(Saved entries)
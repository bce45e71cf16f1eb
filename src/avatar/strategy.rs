//! Frame strategies: where the next expression comes from.

use crate::sentiment::Emotion;
use crate::viseme::{Expression, TimedFrame, amplitude_to_expression};
use async_trait::async_trait;
use rand::Rng;
use rand::rngs::StdRng;
use std::time::Duration;
use tokio::sync::mpsc;

/// Yields expressions over time while speech plays.
#[async_trait]
pub trait FrameStrategy: Send {
    /// Name for logs.
    fn name(&self) -> &'static str;

    /// Wait for and return the next expression; `None` when exhausted.
    async fn next_frame(&mut self) -> Option<Expression>;
}

/// Steps through a precomputed text plan on a timer.
///
/// With the configured probability a frame is replaced by the reply's
/// emotion expression. Replacement never changes frame timing.
pub struct TextTimedStrategy {
    frames: Vec<TimedFrame>,
    index: usize,
    hold: Option<Duration>,
    emotion: Option<Expression>,
    override_probability: f64,
    rng: StdRng,
}

impl TextTimedStrategy {
    /// Strategy over `frames`, overriding with `emotion`'s expression.
    pub fn new(
        frames: Vec<TimedFrame>,
        emotion: Emotion,
        override_probability: f64,
        rng: StdRng,
    ) -> Self {
        Self {
            frames,
            index: 0,
            hold: None,
            emotion: emotion.expression(),
            override_probability: override_probability.clamp(0.0, 1.0),
            rng,
        }
    }
}

#[async_trait]
impl FrameStrategy for TextTimedStrategy {
    fn name(&self) -> &'static str {
        "text"
    }

    async fn next_frame(&mut self) -> Option<Expression> {
        if let Some(hold) = self.hold.take() {
            tokio::time::sleep(hold).await;
        }
        let frame = *self.frames.get(self.index)?;
        self.index += 1;
        self.hold = Some(frame.duration);

        match self.emotion {
            Some(emotion) if self.rng.gen_bool(self.override_probability) => Some(emotion),
            _ => Some(frame.expression),
        }
    }
}

/// Maps each amplitude sample to an expression as it arrives.
pub struct AmplitudeStrategy {
    levels: mpsc::Receiver<f32>,
    thresholds: [f32; 4],
}

impl AmplitudeStrategy {
    /// Strategy fed by `levels`.
    pub fn new(levels: mpsc::Receiver<f32>, thresholds: [f32; 4]) -> Self {
        Self { levels, thresholds }
    }
}

#[async_trait]
impl FrameStrategy for AmplitudeStrategy {
    fn name(&self) -> &'static str {
        "amplitude"
    }

    async fn next_frame(&mut self) -> Option<Expression> {
        let level = self.levels.recv().await?;
        Some(amplitude_to_expression(level, &self.thresholds))
    }
}
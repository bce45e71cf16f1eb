//! Configuration types for the conversation core.

use crate::tts::ProviderKind;
use serde::{Deserialize, Serialize};
use std::path::PathBuf;
use std::time::Duration;

/// Top-level configuration.
#[derive(Debug, Clone, Default, Serialize, Deserialize)]
#[serde(default)]
pub struct NannaConfig {
    /// Turn and history settings.
    pub conversation: ConversationConfig,
    /// Speech capture settings.
    pub capture: CaptureConfig,
    /// Language model settings.
    pub llm: LlmConfig,
    /// Text-to-speech settings.
    pub tts: TtsConfig,
    /// Face animation settings.
    pub animation: AnimationConfig,
}

/// Turn and history configuration.
#[derive(Debug, Clone, Serialize, Deserialize)]
#[serde(default)]
pub struct ConversationConfig {
    /// Number of completed exchanges kept as generation context.
    pub max_turns: usize,
    /// Speak replies automatically. When off, replies are only displayed.
    pub auto_speak: bool,
}

impl Default for ConversationConfig {
    fn default() -> Self {
        Self {
            max_turns: 10,
            auto_speak: true,
        }
    }
}

/// Speech capture configuration, handed to the capture adapter.
#[derive(Debug, Clone, Serialize, Deserialize)]
#[serde(default)]
pub struct CaptureConfig {
    /// Recognition language tag.
    pub lang: String,
    /// Emit partial transcripts while the user is speaking.
    pub interim_results: bool,
    /// Seconds to wait for a final transcript before giving up.
    pub timeout_secs: u64,
}

impl Default for CaptureConfig {
    fn default() -> Self {
        Self {
            lang: "en-IN".to_owned(),
            interim_results: true,
            timeout_secs: 30,
        }
    }
}

impl CaptureConfig {
    /// Capture timeout as a [`Duration`].
    pub fn timeout(&self) -> Duration {
        Duration::from_secs(self.timeout_secs.max(1))
    }
}

/// Which text-generation backend to use.
#[derive(Debug, Default, Clone, Copy, PartialEq, Eq, Serialize, Deserialize)]
#[serde(rename_all = "lowercase")]
pub enum LlmProvider {
    /// Google Gemini `generateContent`.
    #[default]
    Gemini,
    /// Any OpenAI-compatible chat completions endpoint.
    #[serde(alias = "openai-compatible")]
    OpenAi,
}

/// Language model configuration.
#[derive(Debug, Clone, Serialize, Deserialize)]
#[serde(default)]
pub struct LlmConfig {
    /// Which backend to call.
    pub provider: LlmProvider,
    /// Gemini settings.
    pub gemini: GeminiConfig,
    /// OpenAI-compatible settings.
    pub openai: OpenAiConfig,
    /// Maximum tokens to generate per reply.
    pub max_tokens: u32,
    /// Sampling temperature.
    pub temperature: f64,
    /// Hard timeout for one generation call.
    pub timeout_secs: u64,
    /// Persona prompt sent with every request.
    pub system_prompt: String,
}

impl Default for LlmConfig {
    fn default() -> Self {
        Self {
            provider: LlmProvider::default(),
            gemini: GeminiConfig::default(),
            openai: OpenAiConfig::default(),
            max_tokens: 256,
            temperature: 0.8,
            timeout_secs: 30,
            system_prompt: crate::llm::DEFAULT_SYSTEM_PROMPT.to_owned(),
        }
    }
}

impl LlmConfig {
    /// Generation timeout as a [`Duration`].
    pub fn timeout(&self) -> Duration {
        Duration::from_secs(self.timeout_secs.max(1))
    }
}

/// Gemini connection settings.
#[derive(Debug, Clone, Serialize, Deserialize)]
#[serde(default)]
pub struct GeminiConfig {
    /// API key (empty = not configured).
    pub api_key: String,
    /// Model name.
    pub model: String,
    /// API base URL.
    pub base_url: String,
}

impl Default for GeminiConfig {
    fn default() -> Self {
        Self {
            api_key: String::new(),
            model: "gemini-1.5-flash".to_owned(),
            base_url: "https://generativelanguage.googleapis.com".to_owned(),
        }
    }
}

/// OpenAI-compatible connection settings.
#[derive(Debug, Clone, Serialize, Deserialize)]
#[serde(default)]
pub struct OpenAiConfig {
    /// API key (empty = not configured).
    pub api_key: String,
    /// Model name.
    pub model: String,
    /// Base URL including `/v1`.
    pub base_url: String,
}

impl Default for OpenAiConfig {
    fn default() -> Self {
        Self {
            api_key: String::new(),
            model: "gpt-4o-mini".to_owned(),
            base_url: "https://api.openai.com/v1".to_owned(),
        }
    }
}

/// Text-to-speech configuration: the active provider plus every provider's settings.
///
/// The chain receives a fresh snapshot of this struct on every call.
#[derive(Debug, Clone, PartialEq, Serialize, Deserialize)]
#[serde(default)]
pub struct TtsConfig {
    /// Active provider. `system` is the terminal fallback.
    pub provider: ProviderKind,
    /// Local system voice.
    pub system: SystemVoiceConfig,
    /// ElevenLabs (cloned voice, immediate audio).
    pub elevenlabs: ElevenLabsConfig,
    /// Resemble (cloned voice, asynchronous clip jobs).
    pub resemble: ResembleConfig,
    /// Self-hosted Coqui server.
    pub coqui: CoquiConfig,
    /// Interval between pending-job polls.
    pub poll_interval_ms: u64,
    /// Maximum number of polls before a pending job is a failure.
    pub max_poll_attempts: u32,
}

impl Default for TtsConfig {
    fn default() -> Self {
        Self {
            provider: ProviderKind::System,
            system: SystemVoiceConfig::default(),
            elevenlabs: ElevenLabsConfig::default(),
            resemble: ResembleConfig::default(),
            coqui: CoquiConfig::default(),
            poll_interval_ms: 500,
            max_poll_attempts: 30,
        }
    }
}

/// System voice parameters.
#[derive(Debug, Clone, PartialEq, Serialize, Deserialize)]
#[serde(default)]
pub struct SystemVoiceConfig {
    /// Voice language tag.
    pub lang: String,
    /// Speaking rate (1.0 = normal).
    pub rate: f32,
    /// Pitch (1.0 = normal).
    pub pitch: f32,
    /// Volume in `0.0..=1.0`.
    pub volume: f32,
}

impl Default for SystemVoiceConfig {
    fn default() -> Self {
        Self {
            lang: "en-IN".to_owned(),
            rate: 0.9,
            pitch: 0.85,
            volume: 1.0,
        }
    }
}

/// ElevenLabs settings.
#[derive(Debug, Clone, PartialEq, Serialize, Deserialize)]
#[serde(default)]
pub struct ElevenLabsConfig {
    /// API key (empty = not configured).
    pub api_key: String,
    /// Cloned voice ID.
    pub voice_id: String,
    /// Synthesis model.
    pub model_id: String,
    /// Voice stability.
    pub stability: f32,
    /// Similarity boost.
    pub similarity_boost: f32,
    /// API base URL.
    pub base_url: String,
}

impl Default for ElevenLabsConfig {
    fn default() -> Self {
        Self {
            api_key: String::new(),
            voice_id: String::new(),
            model_id: "eleven_multilingual_v2".to_owned(),
            stability: 0.5,
            similarity_boost: 0.75,
            base_url: "https://api.elevenlabs.io".to_owned(),
        }
    }
}

/// Resemble settings.
#[derive(Debug, Clone, PartialEq, Serialize, Deserialize)]
#[serde(default)]
pub struct ResembleConfig {
    /// API token (empty = not configured).
    pub api_key: String,
    /// Project the clips are created in.
    pub project_uuid: String,
    /// Cloned voice.
    pub voice_uuid: String,
    /// API base URL.
    pub base_url: String,
}

impl Default for ResembleConfig {
    fn default() -> Self {
        Self {
            api_key: String::new(),
            project_uuid: String::new(),
            voice_uuid: String::new(),
            base_url: "https://app.resemble.ai".to_owned(),
        }
    }
}

/// Coqui TTS server settings.
#[derive(Debug, Clone, PartialEq, Serialize, Deserialize)]
#[serde(default)]
pub struct CoquiConfig {
    /// Server base URL.
    pub server_url: String,
    /// Speaker name known to the server.
    pub speaker_id: String,
    /// Synthesis language.
    pub language: String,
}

impl Default for CoquiConfig {
    fn default() -> Self {
        Self {
            server_url: "http://localhost:5002".to_owned(),
            speaker_id: "nanna".to_owned(),
            // Hindi is the closest supported language to Telugu.
            language: "hi".to_owned(),
        }
    }
}

/// Which animation strategy drives the face while speaking.
#[derive(Debug, Default, Clone, Copy, PartialEq, Eq, Serialize, Deserialize)]
#[serde(rename_all = "lowercase")]
pub enum AnimationMode {
    /// Estimated timing from the reply text.
    #[default]
    Text,
    /// Measured timing from playback amplitude.
    Amplitude,
}

/// Face animation configuration.
#[derive(Debug, Clone, PartialEq, Serialize, Deserialize)]
#[serde(default)]
pub struct AnimationConfig {
    /// Strategy used while speaking.
    pub mode: AnimationMode,
    /// Shortest time a text-timed frame is shown.
    pub min_frame_ms: u64,
    /// Estimated speaking time per character.
    pub ms_per_char: u64,
    /// Chance that a text-timed frame shows the detected emotion instead.
    pub emotion_override_probability: f64,
    /// How long a smile is held after speech before settling to neutral.
    pub smile_hold_ms: u64,
    /// Amplitude sampling cadence.
    pub sample_interval_ms: u64,
    /// Upper bounds of the silence, low, medium and high amplitude buckets.
    /// Levels at or above the last bound are very high.
    pub amplitude_thresholds: [f32; 4],
    /// Seed for expression overrides (None = seeded from entropy).
    pub rng_seed: Option<u64>,
    /// Directory holding expression images (None = no asset checks).
    pub assets_dir: Option<PathBuf>,
}

impl Default for AnimationConfig {
    fn default() -> Self {
        Self {
            mode: AnimationMode::Text,
            min_frame_ms: 80,
            ms_per_char: 90,
            emotion_override_probability: 0.15,
            smile_hold_ms: 2000,
            sample_interval_ms: 50,
            amplitude_thresholds: [0.04, 0.16, 0.31, 0.47],
            rng_seed: None,
            assets_dir: None,
        }
    }
}

impl AnimationConfig {
    /// Minimum frame duration.
    pub fn min_frame(&self) -> Duration {
        Duration::from_millis(self.min_frame_ms.max(1))
    }

    /// Amplitude sampling cadence.
    pub fn sample_interval(&self) -> Duration {
        Duration::from_millis(self.sample_interval_ms.max(1))
    }

    /// Smile hold after speech.
    pub fn smile_hold(&self) -> Duration {
        Duration::from_millis(self.smile_hold_ms)
    }
}

impl NannaConfig {
    /// Load configuration from a TOML file, falling back to defaults for missing fields.
    ///
    /// # Errors
    ///
    /// Returns an error if the file cannot be read or parsed.
    pub fn from_file(path: &std::path::Path) -> crate::error::Result<Self> {
        let content = std::fs::read_to_string(path)?;
        toml::from_str(&content).map_err(|e| crate::error::NannaError::Config(e.to_string()))
    }

    /// Save configuration to a TOML file, creating parent directories as needed.
    ///
    /// # Errors
    ///
    /// Returns an error if the file cannot be written or the config cannot be serialized.
    pub fn save_to_file(&self, path: &std::path::Path) -> crate::error::Result<()> {
        if let Some(parent) = path.parent() {
            std::fs::create_dir_all(parent)?;
        }
        let content = toml::to_string_pretty(self)
            .map_err(|e| crate::error::NannaError::Config(e.to_string()))?;
        std::fs::write(path, content)?;
        Ok(())
    }

    /// Returns the default config file path: `<config dir>/nanna/config.toml`.
    pub fn default_config_path() -> PathBuf {
        dirs::config_dir()
            .unwrap_or_else(std::env::temp_dir)
            .join("nanna")
            .join("config.toml")
    }
}
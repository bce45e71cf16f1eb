//! Error types for the nanna conversation core.

use crate::tts::ProviderKind;

/// Speech-capture failures. All of them end the turn; none are retried.
#[derive(Debug, Clone, PartialEq, Eq, thiserror::Error)]
pub enum CaptureError {
    /// The recogniser heard nothing before giving up.
    #[error("no speech detected")]
    NoSpeech,

    /// No usable microphone.
    #[error("audio capture device unavailable")]
    DeviceUnavailable,

    /// Microphone permission was refused.
    #[error("microphone permission denied")]
    PermissionDenied,

    /// The recogniser backend could not be reached.
    #[error("network error during capture")]
    Network,

    /// Capture was stopped before a result arrived.
    #[error("capture aborted")]
    Aborted,

    /// The configured recognition language is not supported.
    #[error("language not supported: {0}")]
    LanguageNotSupported(String),

    /// Capture is not available on this host.
    #[error("speech capture not supported")]
    Unsupported,

    /// No final transcript arrived within the capture timeout.
    #[error("capture timed out after {secs}s")]
    Timeout {
        /// Configured timeout.
        secs: u64,
    },

    /// Any other recogniser failure.
    #[error("capture error: {0}")]
    Other(String),
}

impl CaptureError {
    /// Short message suitable for the status line.
    pub fn user_message(&self) -> String {
        match self {
            Self::NoSpeech => "No speech detected. Try again.".to_owned(),
            Self::DeviceUnavailable => "Microphone not found.".to_owned(),
            Self::PermissionDenied => "Microphone permission denied.".to_owned(),
            Self::Network => "Network error. Check connection.".to_owned(),
            Self::Aborted => "Listening stopped.".to_owned(),
            Self::LanguageNotSupported(_) => "Language not supported.".to_owned(),
            Self::Unsupported => "Speech recognition not supported".to_owned(),
            Self::Timeout { .. } => "Listening timed out. Try again.".to_owned(),
            Self::Other(reason) => format!("Error: {reason}"),
        }
    }
}

/// Text-generation failures. Terminal for the turn, surfaced as an apology.
#[derive(Debug, Clone, PartialEq, Eq, thiserror::Error)]
pub enum GenerationError {
    /// No API key configured for the selected model provider.
    #[error("{provider} API key not set")]
    MissingCredentials {
        /// Model provider name.
        provider: String,
    },

    /// The provider answered with an error status.
    #[error("{provider} API error: {message}")]
    Api {
        /// Model provider name.
        provider: String,
        /// Provider-supplied message, or the HTTP status when none was given.
        message: String,
    },

    /// The response parsed but carried no usable text.
    #[error("malformed response from {provider}: {detail}")]
    MalformedResponse {
        /// Model provider name.
        provider: String,
        /// What was missing or wrong.
        detail: String,
    },

    /// Transport failure (DNS, connect, TLS, body read).
    #[error("network error: {0}")]
    Network(String),

    /// The generation call did not complete in time.
    #[error("generation timed out after {secs}s")]
    Timeout {
        /// Configured timeout.
        secs: u64,
    },
}

impl From<reqwest::Error> for GenerationError {
    fn from(e: reqwest::Error) -> Self {
        Self::Network(e.to_string())
    }
}

/// Speech-synthesis failures for one provider attempt, or for the whole chain.
#[derive(Debug, Clone, PartialEq, Eq, thiserror::Error)]
pub enum SynthesisError {
    /// The provider needs credentials or identifiers that are not configured.
    #[error("{provider}: {what} not set")]
    MissingCredentials {
        /// Provider that was attempted.
        provider: ProviderKind,
        /// Which setting is missing.
        what: &'static str,
    },

    /// The provider is not registered with the chain.
    #[error("{0}: provider not available")]
    Unavailable(ProviderKind),

    /// The provider answered with an error status.
    #[error("{provider} API error: {message}")]
    Api {
        /// Provider that was attempted.
        provider: ProviderKind,
        /// Provider-supplied message, or the HTTP status when none was given.
        message: String,
    },

    /// The response carried neither audio nor a job handle.
    #[error("{provider}: malformed response: {detail}")]
    MalformedResponse {
        /// Provider that was attempted.
        provider: ProviderKind,
        /// What was missing or wrong.
        detail: String,
    },

    /// Transport failure.
    #[error("{provider}: network error: {message}")]
    Network {
        /// Provider that was attempted.
        provider: ProviderKind,
        /// Transport error text.
        message: String,
    },

    /// A pending job did not become ready within the polling bound.
    #[error("{provider}: audio generation timed out after {attempts} polls")]
    PollTimeout {
        /// Provider that was polled.
        provider: ProviderKind,
        /// Number of poll attempts made.
        attempts: u32,
    },

    /// The provider reported that the job failed.
    #[error("{provider}: job failed: {reason}")]
    JobFailed {
        /// Provider that was polled.
        provider: ProviderKind,
        /// Provider-supplied reason.
        reason: String,
    },

    /// The provider does not support polling but returned a pending job.
    #[error("{0}: polling not supported")]
    PollUnsupported(ProviderKind),

    /// The playback primitive failed.
    #[error("playback error: {0}")]
    Playback(String),

    /// The chain was cancelled by an interrupt.
    #[error("synthesis cancelled")]
    Cancelled,
}

impl SynthesisError {
    /// Whether this failure may be retried once against the default provider.
    pub fn is_fallback_eligible(&self) -> bool {
        !matches!(self, Self::Cancelled)
    }
}

/// A named expression's visual asset could not be used. Never fatal.
#[derive(Debug, Clone, PartialEq, Eq, thiserror::Error)]
pub enum AnimationAssetError {
    /// The asset file does not exist.
    #[error("expression asset missing for {expression}: {path}")]
    Missing {
        /// Expression name.
        expression: &'static str,
        /// Path that was checked.
        path: String,
    },

    /// The assets directory could not be read.
    #[error("expression assets directory unreadable: {0}")]
    Directory(String),
}

/// Top-level error type for the conversation core.
#[derive(Debug, thiserror::Error)]
pub enum NannaError {
    /// Speech capture error.
    #[error(transparent)]
    Capture(#[from] CaptureError),

    /// Text generation error.
    #[error(transparent)]
    Generation(#[from] GenerationError),

    /// Speech synthesis error.
    #[error(transparent)]
    Synthesis(#[from] SynthesisError),

    /// Expression asset error.
    #[error(transparent)]
    AnimationAsset(#[from] AnimationAssetError),

    /// Configuration error.
    #[error("config error: {0}")]
    Config(String),

    /// I/O error.
    #[error("I/O error: {0}")]
    Io(#[from] std::io::Error),
}

/// Convenience result type.
pub type Result<T> = std::result::Result<T, NannaError>;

**Description of the task**. All lines from the opening of the records through the line where "pub struct AmplitudeStrategy" occurs are to be output verbatim. No other line belongs in the answer.

**Written reply**.
repository bce45e71cf16f1eb
filename src/avatar/strategy.rs
//! Frame strategies: where the next expression comes from.

use crate::sentiment::Emotion;
use crate::viseme::{Expression, TimedFrame, amplitude_to_expression};
use async_trait::async_trait;
use rand::Rng;
use rand::rngs::StdRng;
use std::time::Duration;
use tokio::sync::mpsc;

/// Yields expressions over time while speech plays.
#[async_trait]
pub trait FrameStrategy: Send {
    /// Name for logs.
    fn name(&self) -> &'static str;

    /// Wait for and return the next expression; `None` when exhausted.
    async fn next_frame(&mut self) -> Option<Expression>;
}

/// Steps through a precomputed text plan on a timer.
///
/// With the configured probability a frame is replaced by the reply's
/// emotion expression. Replacement never changes frame timing.
pub struct TextTimedStrategy {
    frames: Vec<TimedFrame>,
    index: usize,
    hold: Option<Duration>,
    emotion: Option<Expression>,
    override_probability: f64,
    rng: StdRng,
}

impl TextTimedStrategy {
    /// Strategy over `frames`, overriding with `emotion`'s expression.
    pub fn new(
        frames: Vec<TimedFrame>,
        emotion: Emotion,
        override_probability: f64,
        rng: StdRng,
    ) -> Self {
        Self {
            frames,
            index: 0,
            hold: None,
            emotion: emotion.expression(),
            override_probability: override_probability.clamp(0.0, 1.0),
            rng,
        }
    }
}

#[async_trait]
impl FrameStrategy for TextTimedStrategy {
    fn name(&self) -> &'static str {
        "text"
    }

    async fn next_frame(&mut self) -> Option<Expression> {
        if let Some(hold) = self.hold.take() {
            tokio::time::sleep(hold).await;
        }
        let frame = *self.frames.get(self.index)?;
        self.index += 1;
        self.hold = Some(frame.duration);

        match self.emotion {
            Some(emotion) if self.rng.gen_bool(self.override_probability) => Some(emotion),
            _ => Some(frame.expression),
        }
    }
}

/// Maps each amplitude sample to an expression as it arrives.
pub struct AmplitudeStrategy {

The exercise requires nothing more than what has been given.